Role in trial gets Cubans past immigration rules
By ASSOCIATED PRESS
Published July 21, 2006
MIAMI - In an unusual move, 28 Cuban migrants were brought to U.S. soil so they can serve as witnesses in a criminal case against the men accused of organizing their smuggling voyage. The decision, announced Thursday, also means the migrants can stay in the United States.
U.S. Attorney R. Alexander Acosta said the "unique circumstances" of the case led prosecutors to bring the group ashore under material witness warrants, which could require them to testify before a grand jury or trial jury.
"Smugglers often treat migrants as if they were human cargo," Acosta said. "This must stop."
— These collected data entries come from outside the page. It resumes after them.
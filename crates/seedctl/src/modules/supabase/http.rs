use reqwest::Method;
use tracing::debug;

use crate::modules::supabase::{
    AuthUserResponse, CreateAuthUserRequest, NewProfile, ServiceContext, Tenant,
};

/// Create an authentication identity through the GoTrue admin endpoint.
pub(crate) async fn create_auth_user(
    ctx: &ServiceContext<'_>,
    payload: &CreateAuthUserRequest,
) -> anyhow::Result<AuthUserResponse> {
    let url = format!("{}/auth/v1/admin/users", ctx.url.trim_end_matches('/'));
    let response = send_request(ctx, Method::POST, &url, Some(serde_json::to_value(payload)?)).await?;
    if !response.status().is_success() {
        let status = response.status();
        let body = response.text().await.unwrap_or_default();
        anyhow::bail!("Auth user create failed: {status} {body}");
    }
    Ok(response.json::<AuthUserResponse>().await?)
}

/// First tenant row wins; the caller treats `None` as a fatal precondition.
pub(crate) async fn fetch_first_tenant(
    ctx: &ServiceContext<'_>,
) -> anyhow::Result<Option<Tenant>> {
    let url = format!(
        "{}/rest/v1/tenants?select=id,name&limit=1",
        ctx.url.trim_end_matches('/')
    );
    let response = send_request(ctx, Method::GET, &url, None).await?;
    if !response.status().is_success() {
        let status = response.status();
        let body = response.text().await.unwrap_or_default();
        anyhow::bail!("Tenant lookup failed: {status} {body}");
    }
    let tenants = response.json::<Vec<Tenant>>().await?;
    Ok(tenants.into_iter().next())
}

pub(crate) async fn insert_profile(
    ctx: &ServiceContext<'_>,
    payload: &NewProfile,
) -> anyhow::Result<()> {
    let url = format!("{}/rest/v1/profiles", ctx.url.trim_end_matches('/'));
    let response = send_request(ctx, Method::POST, &url, Some(serde_json::to_value(payload)?)).await?;
    if !response.status().is_success() {
        let status = response.status();
        let body = response.text().await.unwrap_or_default();
        anyhow::bail!("Profile insert failed: {status} {body}");
    }
    Ok(())
}

async fn send_request(
    ctx: &ServiceContext<'_>,
    method: Method,
    url: &str,
    payload: Option<serde_json::Value>,
) -> anyhow::Result<reqwest::Response> {
    let method_clone = method.clone();
    let builder = ctx
        .client
        .request(method, url)
        .header("apikey", ctx.service_role_key)
        .bearer_auth(ctx.service_role_key);
    let builder = if let Some(payload) = payload {
        builder.json(&payload)
    } else {
        builder
    };
    debug!(method = %method_clone, url = %url, "http request");
    let start = std::time::Instant::now();
    let response = builder.send().await?;
    debug!(
        method = %method_clone,
        url = %url,
        status = %response.status(),
        elapsed_ms = start.elapsed().as_millis(),
        "http response"
    );
    Ok(response)
}
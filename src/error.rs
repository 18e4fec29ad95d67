use miette::Diagnostic;
use thiserror::Error;

/// Main error type for retint operations
#[derive(Error, Diagnostic, Debug)]
pub enum RetintError {
    #[error("IO error with {path}: {message}")]
    #[diagnostic(code(retint::io))]
    Io {
        path: std::path::PathBuf,
        message: String,
    },

    #[error("Format error: {message}")]
    #[diagnostic(code(retint::format))]
    Format {
        message: String,
        #[help]
        help: Option<String>,
    },

    #[error("Dimension error: {message}")]
    #[diagnostic(code(retint::dimension))]
    Dimension { message: String },

    #[error("Resource error with {path}: {message}")]
    #[diagnostic(code(retint::resource))]
    Resource {
        path: std::path::PathBuf,
        message: String,
    },
}

pub type Result<T> = std::result::Result<T, RetintError>;
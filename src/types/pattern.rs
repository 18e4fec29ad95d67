//! Pattern specification types.
//!
//! A [`PatternSpec`] fully describes one procedural pattern: which fill
//! routine to run, the two colours it alternates between, and the scale
//! knobs. `size` sets feature scale (bigger squares, wider stripes) while
//! `density` sets repetition (more dots, more rays).

use std::fmt;
use std::str::FromStr;

use serde::{Deserialize, Serialize};

use crate::error::{Result, RetintError};
use crate::types::Colour;

/// The twelve supported pattern fills.
#[derive(Debug, Clone, Copy, PartialEq, Eq, Hash, Serialize, Deserialize)]
#[serde(rename_all = "kebab-case")]
pub enum PatternKind {
    Gradient,
    Checkerboard,
    Stripes,
    DiagonalStripes,
    Dots,
    Hexagonal,
    Waves,
    Noise,
    Circles,
    Rays,
    Squares,
    Triangles,
}

impl PatternKind {
    /// All pattern kinds, in display order.
    pub fn all() -> [PatternKind; 12] {
        [
            PatternKind::Gradient,
            PatternKind::Checkerboard,
            PatternKind::Stripes,
            PatternKind::DiagonalStripes,
            PatternKind::Dots,
            PatternKind::Hexagonal,
            PatternKind::Waves,
            PatternKind::Noise,
            PatternKind::Circles,
            PatternKind::Rays,
            PatternKind::Squares,
            PatternKind::Triangles,
        ]
    }

    /// Kebab-case name, as used on the command line.
    pub fn name(self) -> &'static str {
        match self {
            PatternKind::Gradient => "gradient",
            PatternKind::Checkerboard => "checkerboard",
            PatternKind::Stripes => "stripes",
            PatternKind::DiagonalStripes => "diagonal-stripes",
            PatternKind::Dots => "dots",
            PatternKind::Hexagonal => "hexagonal",
            PatternKind::Waves => "waves",
            PatternKind::Noise => "noise",
            PatternKind::Circles => "circles",
            PatternKind::Rays => "rays",
            PatternKind::Squares => "squares",
            PatternKind::Triangles => "triangles",
        }
    }

    /// True for the one stochastic kind; everything else is deterministic.
    pub fn is_stochastic(self) -> bool {
        matches!(self, PatternKind::Noise)
    }
}

impl fmt::Display for PatternKind {
    fn fmt(&self, f: &mut fmt::Formatter<'_>) -> fmt::Result {
        f.write_str(self.name())
    }
}

impl FromStr for PatternKind {
    type Err = RetintError;

    fn from_str(s: &str) -> Result<Self> {
        PatternKind::all()
            .into_iter()
            .find(|k| k.name() == s)
            .ok_or_else(|| RetintError::Format {
                message: format!("Unknown pattern kind: {}", s),
                help: Some(format!(
                    "Expected one of: {}",
                    PatternKind::all().map(|k| k.name()).join(", ")
                )),
            })
    }
}

/// Supported square canvas resolutions.
#[derive(Debug, Clone, Copy, PartialEq, Eq, Hash, Serialize, Deserialize)]
pub enum Resolution {
    #[serde(rename = "512")]
    R512,
    #[serde(rename = "1024")]
    R1024,
    #[serde(rename = "2048")]
    R2048,
    #[serde(rename = "4096")]
    R4096,
}

impl Resolution {
    /// Edge length in pixels.
    pub fn pixels(self) -> u32 {
        match self {
            Resolution::R512 => 512,
            Resolution::R1024 => 1024,
            Resolution::R2048 => 2048,
            Resolution::R4096 => 4096,
        }
    }
}

impl Default for Resolution {
    fn default() -> Self {
        Resolution::R1024
    }
}

impl fmt::Display for Resolution {
    fn fmt(&self, f: &mut fmt::Formatter<'_>) -> fmt::Result {
        write!(f, "{}", self.pixels())
    }
}

impl FromStr for Resolution {
    type Err = RetintError;

    fn from_str(s: &str) -> Result<Self> {
        match s {
            "512" => Ok(Resolution::R512),
            "1024" => Ok(Resolution::R1024),
            "2048" => Ok(Resolution::R2048),
            "4096" => Ok(Resolution::R4096),
            _ => Err(RetintError::Format {
                message: format!("Unsupported resolution: {}", s),
                help: Some("Expected one of: 512, 1024, 2048, 4096".to_string()),
            }),
        }
    }
}

/// A full pattern description.
#[derive(Debug, Clone, Copy, PartialEq, Serialize, Deserialize)]
pub struct PatternSpec {
    pub kind: PatternKind,

    pub primary: Colour,

    pub secondary: Colour,

    /// Feature scale in pixels (stripe width, cell pitch, dot size).
    #[serde(default = "default_size")]
    pub size: u32,

    /// Feature repetition multiplier; higher packs more features in.
    #[serde(default = "default_density")]
    pub density: f32,

    #[serde(default)]
    pub resolution: Resolution,

    /// Gaussian blur radius applied after drawing; 0 disables.
    #[serde(default)]
    pub blur_radius: f32,
}

fn default_size() -> u32 {
    20
}

fn default_density() -> f32 {
    1.0
}

impl PatternSpec {
    /// Create a spec with default scale knobs.
    pub fn new(kind: PatternKind, primary: Colour, secondary: Colour) -> Self {
        Self {
            kind,
            primary,
            secondary,
            size: default_size(),
            density: default_density(),
            resolution: Resolution::default(),
            blur_radius: 0.0,
        }
    }

    /// Set the feature size (floored at 1).
    pub fn with_size(mut self, size: u32) -> Self {
        self.size = size.max(1);
        self
    }

    /// Set the feature density (floored just above zero).
    pub fn with_density(mut self, density: f32) -> Self {
        self.density = density.max(0.1);
        self
    }

    /// Set the canvas resolution.
    pub fn with_resolution(mut self, resolution: Resolution) -> Self {
        self.resolution = resolution;
        self
    }

    /// Set the post-draw blur radius (negative values disable).
    pub fn with_blur(mut self, blur_radius: f32) -> Self {
        self.blur_radius = blur_radius.max(0.0);
        self
    }
}
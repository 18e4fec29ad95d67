pub mod completions;
pub mod extract;
pub mod pattern;
pub mod recolor;
pub mod tint;

use clap::{Args, Parser, Subcommand};

use crate::error::{Result, RetintError};
use crate::types::{Colour, RecolorParams};

/// retint - recolor desktop theme assets
#[derive(Parser, Debug)]
#[command(name = "retint")]
#[command(version, about, long_about = None)]
pub struct Cli {
    #[command(subcommand)]
    pub command: Commands,
}

#[derive(Subcommand, Debug)]
pub enum Commands {
    /// Recolor theme images toward a target colour
    Recolor(recolor::RecolorArgs),

    /// Generate a procedural overlay pattern
    Pattern(pattern::PatternArgs),

    /// Extract dominant colours from an image
    Extract(extract::ExtractArgs),

    /// Transform individual hex colour values
    Tint(tint::TintArgs),

    /// Generate shell completions
    Completions(completions::CompletionsArgs),
}

/// Shared recolor transform flags.
#[derive(Args, Debug)]
pub struct TransformOpts {
    /// Target colour (hex, e.g. #ff4500)
    #[arg(long, short = 'c')]
    pub color: Option<Colour>,

    /// Blend fraction toward the target (0 = no change, 1 = replace)
    #[arg(long, default_value_t = 1.0)]
    pub intensity: f32,

    /// Saturation multiplier
    #[arg(long, default_value_t = 1.0)]
    pub saturation: f32,

    /// Brightness multiplier
    #[arg(long, default_value_t = 1.0)]
    pub brightness: f32,

    /// Near-white preservation cutoff per channel
    #[arg(long, default_value_t = 245)]
    pub white_threshold: u8,

    /// Near-black preservation cutoff per channel
    #[arg(long, default_value_t = 30)]
    pub black_threshold: u8,

    /// Tint fully transparent pixels instead of preserving them
    #[arg(long)]
    pub tint_transparent: bool,

    /// Tint near-white pixels instead of preserving them
    #[arg(long)]
    pub tint_white: bool,

    /// Tint near-black pixels instead of preserving them
    #[arg(long)]
    pub tint_black: bool,

    /// Flatten to grayscale before tinting
    #[arg(long)]
    pub grayscale: bool,
}

impl TransformOpts {
    /// Build recolor parameters; fails if no target colour was given.
    pub fn to_params(&self) -> Result<RecolorParams> {
        let target = self.color.ok_or_else(|| RetintError::Format {
            message: "No target colour specified".to_string(),
            help: Some("Pass --color with a hex value, e.g. --color '#ff4500'".to_string()),
        })?;

        Ok(RecolorParams::new(target)
            .with_intensity(self.intensity)
            .with_saturation(self.saturation)
            .with_brightness(self.brightness)
            .with_thresholds(self.white_threshold, self.black_threshold)
            .with_preservation(!self.tint_transparent, !self.tint_white, !self.tint_black)
            .with_grayscale_first(self.grayscale))
    }
}
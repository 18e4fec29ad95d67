//! Per-pixel recoloring.
//!
//! The transform walks every pixel, skips the ones the preservation rules
//! exempt, blends the rest toward the target colour, then runs the HSV
//! saturation/brightness adjustment on the blended value. The adjustment
//! deliberately sees the tinted colour, not the original, so intensity and
//! the HSV factors compound.

use image::RgbaImage;

use crate::error::{Result, RetintError};
use crate::types::{Colour, RecolorParams};

/// Recolor a whole image. Dimensions are preserved; alpha is carried
/// through untouched.
pub fn recolor(image: &RgbaImage, params: &RecolorParams) -> Result<RgbaImage> {
    if image.width() == 0 || image.height() == 0 {
        return Err(RetintError::Dimension {
            message: format!("Cannot recolor a {}x{} image", image.width(), image.height()),
        });
    }

    let mut out = if params.grayscale_first {
        grayscale(image)
    } else {
        image.clone()
    };

    for pixel in out.pixels_mut() {
        let colour = Colour::from_rgba(pixel.0);
        pixel.0 = recolor_colour(colour, params).to_rgba();
    }

    Ok(out)
}

/// Recolor a single colour value.
///
/// Applies the same preservation rules and transform as [`recolor`], so a
/// caller rewriting hex-valued fields in a settings file gets results
/// consistent with the processed images.
pub fn recolor_colour(colour: Colour, params: &RecolorParams) -> Colour {
    if params.preserve_transparency && colour.a == 0 {
        return colour;
    }
    if params.preserve_white && colour.is_near_white(params.white_threshold) {
        return colour;
    }
    if params.preserve_black && colour.is_near_black(params.black_threshold) {
        return colour;
    }

    let tinted = Colour::new(
        blend_channel(colour.r, params.target.r, params.intensity),
        blend_channel(colour.g, params.target.g, params.intensity),
        blend_channel(colour.b, params.target.b, params.intensity),
        colour.a,
    );

    tinted.adjust_hsv(params.saturation, params.brightness)
}

/// Flatten an image to luma-equal RGB, keeping alpha.
pub fn grayscale(image: &RgbaImage) -> RgbaImage {
    let mut out = image.clone();
    for pixel in out.pixels_mut() {
        let luma = Colour::from_rgba(pixel.0).luma();
        pixel.0 = [luma, luma, luma, pixel.0[3]];
    }
    out
}

fn blend_channel(channel: u8, target: u8, intensity: f32) -> u8 {
    let blended = channel as f32 * (1.0 - intensity) + target as f32 * intensity;
    blended.round().clamp(0.0, 255.0) as u8
}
The 28 were brought to Key West early Wednesday after being detained aboard a Coast Guard cutter at sea since the July 8 chase of the alleged smuggling boat, which resulted in the death of a Cuban woman. They were brought to Miami early Thursday, officials said.
U.S. Magistrate Judge Lurana Snow agreed Thursday to allow their release to relatives in Miami who guarantee they will pay $25,000 per person who fails to appear in court when required.
When Snow announced her decision, several migrants in the courtroom wiped away tears.
Outside court, Ramon Saul Sanchez, head of the Cuban exile group Democracy Movement, witnessed migrants' reunions with relatives. "It was very emotional. They were very happy, screaming and yelling," he said.
Three men are being held without bail on smuggling charges and could face possible life sentences. Their speedboat, containing 31 migrants, was intercepted by the Coast Guard about 4 miles south of Boca Chica in the Florida Keys. One migrant, Anei Machado Gonzalez, 24, died after hitting her head when the boat ignored orders to stop and tried to ram a Coast Guard vessel, authorities said. The Coast Guard fired two shots into the vessel's engine to disable it.
Omar Alberti, 40, whose 25-year-old cousin Miguel Alberti was on the boat, does not think the men should be tried for the woman's death. "The Coast Guard is responsible. They should let them go," he said.
Two migrants aboard the speedboat, one a pregnant woman and the other a man who was ill, were previously brought to U.S. soil, officials said, and are not subject at this time to material witness warrants.
Under the U.S. "wet foot-dry foot" policy, most Cubans who reach U.S. soil are permitted to remain, while those intercepted at sea are returned home. After a year, migrants are eligible to become permanent legal residents.
The Bush administration has made other recent exceptions to the policy. It allowed the parents of a 6-year-old Cuban boy who died during a smuggling attempt in October to enter the country. But it is unusual for an entire group to be brought ashore to provide evidence in a criminal smuggling case.
"I condemn smuggling, because it endangers the lives of people," said Sanchez, of the exile group. "It creates a mafia, and it endangers the lives of authorities also."